// ---------------------------------------------------------------------------
// Verdicts
// ---------------------------------------------------------------------------

/// Latest flakiness verdict for a test.
#[derive(Debug, Clone, PartialEq, Serialize, Deserialize)]
#[serde(rename_all = "camelCase")]
pub struct VerdictRecord {
    pub repository_id: RepositoryId,
    pub test_name: String,
    pub spec_file: String,
    /// Flaky commit-groups / distinct commit-groups, in [0, 1].
    pub flakiness_rate: f64,
    /// Number of flaky commit-groups.
    pub occurrences: u32,
    #[serde(default)]
    pub flaky_commits: Vec<String>,
    #[serde(default)]
    pub runs_considered: u32,
    pub evaluated_at: DateTime<Utc>,
}

impl VerdictRecord {
    /// Id of the test this verdict describes.
    pub fn test_id(&self) -> TestId {
        TestId::derive(&self.repository_id, &self.spec_file, &self.test_name)
    }
}

/// Verdict store. A verdict supersedes any earlier verdict for the same
/// (repository, spec file, test name).
#[async_trait]
pub trait VerdictStore: Send + Sync {
    async fn upsert_verdict(&self, verdict: &VerdictRecord) -> StorageResult<()>;

    /// Drop the verdict for a test that is no longer flaky. Returns whether
    /// one existed.
    async fn remove_verdict(&self, test_id: &TestId) -> StorageResult<bool>;

    /// All verdicts of a repository, ordered by (spec file, test name).
    async fn list_verdicts(&self, repository_id: &RepositoryId)
        -> StorageResult<Vec<VerdictRecord>>;
}

// ---------------------------------------------------------------------------
// Settings
// ---------------------------------------------------------------------------

/// A suggested threshold with its rationale.
#[derive(Debug, Clone, PartialEq, Serialize, Deserialize)]
pub struct Recommendation {
    pub threshold: f64,
    pub description: String,
}

impl Recommendation {
    fn new(threshold: f64, description: &str) -> Self {
        Self {
            threshold,
            description: description.to_string(),
        }
    }
}

/// Recommendations per repository size tier.
#[derive(Debug, Clone, PartialEq, Serialize, Deserialize)]
pub struct TierRecommendations {
    pub small: Recommendation,
    pub medium: Recommendation,
    pub large: Recommendation,
}

/// Test-count boundaries between size tiers.
#[derive(Debug, Clone, Copy, PartialEq, Eq, Serialize, Deserialize)]
pub struct RepoSizeThresholds {
    /// Repositories with fewer tests than this are `small`.
    pub small: u32,
    /// Repositories with fewer tests than this (and not small) are `medium`.
    pub medium: u32,
}

/// Limits on test suppression.
#[derive(Debug, Clone, Copy, PartialEq, Serialize, Deserialize)]
#[serde(rename_all = "camelCase")]
pub struct Guardrails {
    pub max_excluded_tests: u32,
    pub max_excluded_tests_percentage: f64,
    pub require_jira_ticket: bool,
}

/// Process-wide configuration. Exactly one row exists.
#[derive(Debug, Clone, PartialEq, Serialize, Deserialize)]
#[serde(rename_all = "camelCase")]
pub struct GlobalSettings {
    pub flake_recommendations: TierRecommendations,
    pub failure_recommendations: TierRecommendations,
    pub repo_size_thresholds: RepoSizeThresholds,
    pub guardrails: Guardrails,
}
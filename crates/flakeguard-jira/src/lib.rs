//! Flakeguard-Jira: Ticketing gateway for flaky tests
//!
//! ## Layer 1 - Integration
//!
//! Creates tracking tickets for flaky tests and looks them up in one
//! batched search per board.
//!
//! ## Key Components
//!
//! - `TicketGateway`: backend-agnostic ticketing trait
//! - `JiraClient`: Jira REST v2 implementation (retries once on transient failures)
//! - `DisabledGateway`: stand-in when no Jira site is configured
//! - `fakes::MemoryTicketGateway`: in-memory implementation for tests

mod client;
mod config;
mod error;
pub mod fakes;

use async_trait::async_trait;
use serde::{Deserialize, Serialize};

pub use client::JiraClient;
pub use config::{JiraConfig, FLAKY_TEST_LABEL};
pub use error::JiraError;

/// Result type for ticketing operations
pub type Result<T> = std::result::Result<T, JiraError>;

/// Fields for a new ticket
#[derive(Debug, Clone, PartialEq, Serialize, Deserialize)]
pub struct NewTicket {
    /// Project key the ticket is filed under
    pub board: String,
    pub summary: String,
    pub description: String,
}

/// A ticket as known to the issue tracker
#[derive(Debug, Clone, PartialEq, Eq, Serialize, Deserialize)]
pub struct Ticket {
    pub id: String,
    pub key: String,
    pub url: String,
    #[serde(default)]
    pub summary: String,
}

/// Issue-tracker operations Flakeguard needs.
#[async_trait]
pub trait TicketGateway: Send + Sync {
    /// File a new ticket.
    async fn create_ticket(&self, ticket: &NewTicket) -> Result<Ticket>;

    /// Every Flakeguard-labelled ticket on `board`, newest first.
    async fn find_tickets(&self, board: &str) -> Result<Vec<Ticket>>;

    /// `false` when the gateway cannot reach any tracker.
    fn is_enabled(&self) -> bool {
        true
    }
}

/// Gateway used when ticketing is not configured.
#[derive(Debug, Default, Clone, Copy)]
pub struct DisabledGateway;

#[async_trait]
impl TicketGateway for DisabledGateway {
    async fn create_ticket(&self, _ticket: &NewTicket) -> Result<Ticket> {
        Err(JiraError::NotConfigured)
    }

    async fn find_tickets(&self, _board: &str) -> Result<Vec<Ticket>> {
        Ok(Vec::new())
    }

    fn is_enabled(&self) -> bool {
        false
    }
}
//! Flakeguard HTTP service.
//!
//! ## Layer 3 - Surface
//!
//! Exposes [`FlakeService`] over a JSON API. Responses use the envelope
//! `{status: "success" | "error", data?, message?}`.

pub mod error;
mod handlers;
pub mod response;

use std::sync::Arc;

use axum::routing::{get, post, put};
use axum::Router;
use tower_http::trace::TraceLayer;

use flakeguard_core::FlakeService;

pub use error::ApiError;
pub use response::ApiResponse;

/// Shared handler state.
#[derive(Clone)]
pub struct AppState {
    pub service: Arc<FlakeService>,
    /// Credential-free description of the store, for `/health`
    pub store_backend: String,
}

impl AppState {
    pub fn new(service: FlakeService, store_backend: impl Into<String>) -> Self {
        Self {
            service: Arc::new(service),
            store_backend: store_backend.into(),
        }
    }
}

/// Every route, with request tracing.
pub fn router(state: AppState) -> Router {
    Router::new()
        .route("/health", get(handlers::health))
        .route("/api/ingest", post(handlers::ingest))
        .route("/api/excluded-tests", get(handlers::excluded_tests))
        .route("/api/excluded-tests/pattern", get(handlers::excluded_pattern))
        .route("/api/tickets", post(handlers::create_ticket))
        .route("/api/tests/toggle", post(handlers::toggle))
        .route(
            "/api/repositories",
            get(handlers::list_repositories).post(handlers::create_repository),
        )
        .route("/api/repositories/{id}", get(handlers::dashboard))
        .route(
            "/api/repositories/{id}/thresholds",
            put(handlers::update_thresholds),
        )
        .route("/api/repositories/{id}/analyze", post(handlers::analyze))
        .route(
            "/api/repositories/{id}/tickets/refresh",
            post(handlers::refresh_tickets),
        )
        .route("/api/repositories/{id}/verdicts", get(handlers::verdicts))
        .route(
            "/api/settings",
            get(handlers::get_settings).put(handlers::put_settings),
        )
        .layer(TraceLayer::new_for_http())
        .with_state(state)
}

....................

Each line in the listing needs to be copied exactly.

// ---------------------------------------------------------------------------
// Verdicts
// ---------------------------------------------------------------------------

/// Latest flakiness verdict for a test.
#[derive(Debug, Clone, PartialEq, Serialize, Deserialize)]
#[serde(rename_all = "camelCase")]
pub struct VerdictRecord {
    pub repository_id: RepositoryId,
    pub test_name: String,
    pub spec_file: String,
    /// Flaky commit-groups / distinct commit-groups, in [0, 1].
    pub flakiness_rate: f64,
    /// Number of flaky commit-groups.
    pub occurrences: u32,
    #[serde(default)]
    pub flaky_commits: Vec<String>,
    #[serde(default)]
    pub runs_considered: u32,
    pub evaluated_at: DateTime<Utc>,
}

impl VerdictRecord {
    /// Id of the test this verdict describes.
    pub fn test_id(&self) -> TestId {
        TestId::derive(&self.repository_id, &self.spec_file, &self.test_name)
    }
}

/// Verdict store. A verdict supersedes any earlier verdict for the same
/// (repository, spec file, test name).
#[async_trait]
pub trait VerdictStore: Send + Sync {
    async fn upsert_verdict(&self, verdict: &VerdictRecord) -> StorageResult<()>;

    /// Drop the verdict for a test that is no longer flaky. Returns whether
    /// one existed.
    async fn remove_verdict(&self, test_id: &TestId) -> StorageResult<bool>;

    /// All verdicts of a repository, ordered by (spec file, test name).
    async fn list_verdicts(&self, repository_id: &RepositoryId)
        -> StorageResult<Vec<VerdictRecord>>;
}

// ---------------------------------------------------------------------------
// Settings
// ---------------------------------------------------------------------------

/// A suggested threshold with its rationale.
#[derive(Debug, Clone, PartialEq, Serialize, Deserialize)]
pub struct Recommendation {
    pub threshold: f64,
    pub description: String,
}

impl Recommendation {
    fn new(threshold: f64, description: &str) -> Self {
        Self {
            threshold,
            description: description.to_string(),
        }
    }
}

/// Recommendations per repository size tier.
#[derive(Debug, Clone, PartialEq, Serialize, Deserialize)]
pub struct TierRecommendations {
    pub small: Recommendation,
    pub medium: Recommendation,
    pub large: Recommendation,
}

/// Test-count boundaries between size tiers.
#[derive(Debug, Clone, Copy, PartialEq, Eq, Serialize, Deserialize)]
pub struct RepoSizeThresholds {
    /// Repositories with fewer tests than this are `small`.
    pub small: u32,
    /// Repositories with fewer tests than this (and not small) are `medium`.
    pub medium: u32,
}

/// Limits on test suppression.
#[derive(Debug, Clone, Copy, PartialEq, Serialize, Deserialize)]
#[serde(rename_all = "camelCase")]
pub struct Guardrails {
    pub max_excluded_tests: u32,
    pub max_excluded_tests_percentage: f64,
    pub require_jira_ticket: bool,
}

/// Process-wide configuration. Exactly one row exists.
#[derive(Debug, Clone, PartialEq, Serialize, Deserialize)]
#[serde(rename_all = "camelCase")]
pub struct GlobalSettings {
    pub flake_recommendations: TierRecommendations,
    pub failure_recommendations: TierRecommendations,
    pub repo_size_thresholds: RepoSizeThresholds,
    pub guardrails: Guardrails,
}
filename crates/flakeguard-jira/src/lib.rs
//! Flakeguard-Jira: Ticketing gateway for flaky tests
//!
//! ## Layer 1 - Integration
//!
//! Creates tracking tickets for flaky tests and looks them up in one
//! batched search per board.
//!
//! ## Key Components
//!
//! - `TicketGateway`: backend-agnostic ticketing trait
//! - `JiraClient`: Jira REST v2 implementation (retries once on transient failures)
//! - `DisabledGateway`: stand-in when no Jira site is configured
//! - `fakes::MemoryTicketGateway`: in-memory implementation for tests

mod client;
mod config;
mod error;
pub mod fakes;

use async_trait::async_trait;
use serde::{Deserialize, Serialize};

pub use client::JiraClient;
pub use config::{JiraConfig, FLAKY_TEST_LABEL};
pub use error::JiraError;

/// Result type for ticketing operations
pub type Result<T> = std::result::Result<T, JiraError>;

/// Fields for a new ticket
#[derive(Debug, Clone, PartialEq, Serialize, Deserialize)]
pub struct NewTicket {
    /// Project key the ticket is filed under
    pub board: String,
    pub summary: String,
    pub description: String,
}

/// A ticket as known to the issue tracker
#[derive(Debug, Clone, PartialEq, Eq, Serialize, Deserialize)]
pub struct Ticket {
    pub id: String,
    pub key: String,
    pub url: String,
    #[serde(default)]
    pub summary: String,
}

/// Issue-tracker operations Flakeguard needs.
#[async_trait]
pub trait TicketGateway: Send + Sync {
    /// File a new ticket.
    async fn create_ticket(&self, ticket: &NewTicket) -> Result<Ticket>;

    /// Every Flakeguard-labelled ticket on `board`, newest first.
    async fn find_tickets(&self, board: &str) -> Result<Vec<Ticket>>;

    /// `false` when the gateway cannot reach any tracker.
    fn is_enabled(&self) -> bool {
        true
    }
}

/// Gateway used when ticketing is not configured.
#[derive(Debug, Default, Clone, Copy)]
pub struct DisabledGateway;

#[async_trait]
impl TicketGateway for DisabledGateway {
    async fn create_ticket(&self, _ticket: &NewTicket) -> Result<Ticket> {
        Err(JiraError::NotConfigured)
    }

    async fn find_tickets(&self, _board: &str) -> Result<Vec<Ticket>> {
        Ok(Vec::new())
    }

    fn is_enabled(&self) -> bool {
        false
    }
}
//! Flakeguard HTTP service.
//!
//! ## Layer 3 - Surface
//!
//! Exposes [`FlakeService`] over a JSON API. Responses use the envelope
//! `{status: "success" | "error", data?, message?}`.

pub mod error;
mod handlers;
pub mod response;

use std::sync::Arc;

use axum::routing::{get, post, put};
use axum::Router;
use tower_http::trace::TraceLayer;

use flakeguard_core::FlakeService;

pub use error::ApiError;
pub use response::ApiResponse;

/// Shared handler state.
#[derive(Clone)]
pub struct AppState {
    pub service: Arc<FlakeService>,
    /// Credential-free description of the store, for `/health`
    pub store_backend: String,
}

impl AppState {
    pub fn new(service: FlakeService, store_backend: impl Into<String>) -> Self {
        Self {
            service: Arc::new(service),
            store_backend: store_backend.into(),
        }
    }
}

/// Every route, with request tracing.
pub fn router(state: AppState) -> Router {
    Router::new()
        .route("/health", get(handlers::health))
        .route("/api/ingest", post(handlers::ingest))
        .route("/api/excluded-tests", get(handlers::excluded_tests))
        .route("/api/excluded-tests/pattern", get(handlers::excluded_pattern))
        .route("/api/tickets", post(handlers::create_ticket))
        .route("/api/tests/toggle", post(handlers::toggle))
        .route(
            "/api/repositories",
            get(handlers::list_repositories).post(handlers::create_repository),
        )
        .route("/api/repositories/{id}", get(handlers::dashboard))
        .route(
            "/api/repositories/{id}/thresholds",
            put(handlers::update_thresholds),
        )
        .route("/api/repositories/{id}/analyze", post(handlers::analyze))
        .route(
            "/api/repositories/{id}/tickets/refresh",
            post(handlers::refresh_tickets),
        )
        .route("/api/repositories/{id}/verdicts", get(handlers::verdicts))
        .route(
            "/api/settings",
            get(handlers::get_settings).put(handlers::put_settings),
        )
        .layer(TraceLayer::new_for_http())
        .with_state(state)
}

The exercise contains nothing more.